History of TPS
Academic education is a Christian virtue…
TPS was founded in 1997. We were one of the first online homeschool course pioneers, and the first to use a whiteboard and visual content in the online classroom. We were founded during the early days of the homeschooling movement, which was at that time quite different (in purpose, values, and methodology) from where it evolved later. To understand TPS’s history and current mission purpose and values, it is helpful to understand some of the original purpose and values of homeschooling in those early days.
Formative Values
Homeschooling did not start as a commercial, political, or sectarian movement. In the early days, our primary interest was to provide our kids an excellent affordable education from a biblical worldview. Our formative beliefs were:
- Academic education is a Christian virtue, not an institution.
- Throughout the Bible we saw that the physical world was created for the purpose of glorifying God (e.g., Ps 19:1), so we considered that study of the physical world was an important aspect of worship.
- From the Creation account in Genesis, we perceived a mandate to manage and care for the Creation, which we further understood as a directive for us to faithfully study and learn all we can about the Creation.
- Christian education should be pursued in excellence in all subjects.
- The NT Greek for “virtue” literally means “excellence”, and the Bible encourages us to seek that virtue in all our endeavors (e.g., 2 Pet 1:1-7).
- All academic subjects are equally valuable for study and worship (e.g., Jn 1:3, Ps 24:1-2). (We rejected the unvirtuous idea that a student who is not naturally good at a particular subject should be exempted from learning to his full potential in that subject, or should be provided a lesser education in that subject. We felt this dishonored God and disrespected our children, and it was one of our primary reasons for leaving the institutional education system.)
- The Bible in its original text is authoritative as a source of truth and virtue, and so it is to be studied academically in excellence for the purpose of understanding its intent in its original context and as applied to our current context. (We considered academic study of the Bible – history, theology, philosophy – to be a required school subject that was part of each student’s core curriculum at every grade level.)

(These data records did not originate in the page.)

use std::ops::RangeInclusive;
use std::time::Duration;

use rand::Rng;

use crate::config::DelayConfig;

/// Picks a random duration within `range_ms`, in milliseconds.
pub fn random_delay<R: Rng>(rng: &mut R, range_ms: &RangeInclusive<u64>) -> Duration {
    Duration::from_millis(rng.gen_range(range_ms.clone()))
}

/// Stands in for the time real marking work takes.
#[derive(Debug, Clone)]
pub struct Pacer {
    delays: DelayConfig,
}

impl Pacer {
    pub fn new(delays: DelayConfig) -> Self {
        Self { delays }
    }

    /// Time taken to read one rubric line.
    pub async fn review<R: Rng>(&self, rng: &mut R) {
        pause(random_delay(rng, &self.delays.review_ms)).await;
    }

    /// Time taken to grade one question.
    pub async fn grade<R: Rng>(&self, rng: &mut R) {
        pause(random_delay(rng, &self.delays.grade_ms)).await;
    }

    pub fn idle_interval(&self) -> Duration {
        Duration::from_millis(self.delays.idle_ms)
    }
}

async fn pause(duration: Duration) {
    if duration.is_zero() {
        // Still give other markers a turn on the runtime.
        tokio::task::yield_now().await;
    } else {
        tokio::time::sleep(duration).await;
    }
}

#[cfg(test)]
mod tests {
    use super::*;
    use rand::rngs::StdRng;
    use rand::SeedableRng;

    #[test]
    fn random_delay_stays_in_range() {
        let mut rng = StdRng::seed_from_u64(1);
        for _ in 0..100 {
            let d = random_delay(&mut rng, &(10..=20));
            assert!(d >= Duration::from_millis(10) && d <= Duration::from_millis(20));
        }
    }

    #[test]
    fn random_delay_fixed_range() {
        let mut rng = StdRng::seed_from_u64(1);
        assert_eq!(random_delay(&mut rng, &(0..=0)), Duration::ZERO);
    }

    #[tokio::test]
    async fn instant_pacer_returns_immediately() {
        let pacer = Pacer::new(DelayConfig::instant());
        let mut rng = StdRng::seed_from_u64(3);
        let started = std::time::Instant::now();
        pacer.review(&mut rng).await;
        pacer.grade(&mut rng).await;
        assert!(started.elapsed() < Duration::from_millis(50));
        assert_eq!(pacer.idle_interval(), Duration::from_millis(1));
    }
}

- Our identity and worth are derived from being created in God’s Image and redeemed by Jesus’s sacrifice, not from grades or standardized test scores.
- We considered grades to be measures of accomplishment of specific course objectives, not measurements of identity and worth, and so we connected grades to course objectives not to identity, value, or intelligence. A hard-earned B was more virtuous than a contrived A.
- This gave our kids freedom to do hard things and attempt big things without fear of failure or diminishment.
Formative Concerns
Based on these values, in those early days, our concerns with the institutional education system were:
- Public school students were artificially labeled as “gifted” and given special treatment or “normal” and given a mediocre standards education with no individual attention. (There was also “special education”, which was another concern that prompted some families toward homeschooling.)
- Private schools often offered a better education but at costs that were out of reach for average families. We did not believe that a good education should be unreachably expensive.
- Both public and private schools were places of significant peer-pressure where the student either had to submit his or her identity (i.e., source of individual worth and value) to a peer group or function as a social outcast.
Things Change
As is evident from the current contours of Christian homeschooling, some things have changed since the early days. The early 2000s brought commercialization with a large influx of “homeschool” publishers, for-profit course providers (some of whom were those same publishers), and the spectacular “homeschool conventions”. The 2010s brought politicization and polarization. In the early 2020s, COVID affected the academic progress of students worldwide, which is expected to take years to recover to prior academic grade level standards.
Things Remain
TPS was started with an educational focus that was independent of profit and politics. It is still our mission to make widely accessible an excellent education as a pursuit of Christian virtue. Our original values may be “old school” by current measures, but they are ours which we have held consistently from our founding and will continue to apply in serving and supporting students who want to pursue virtue (excellence) in a Christian education that seeks to glorify and serve God through study of the Creation.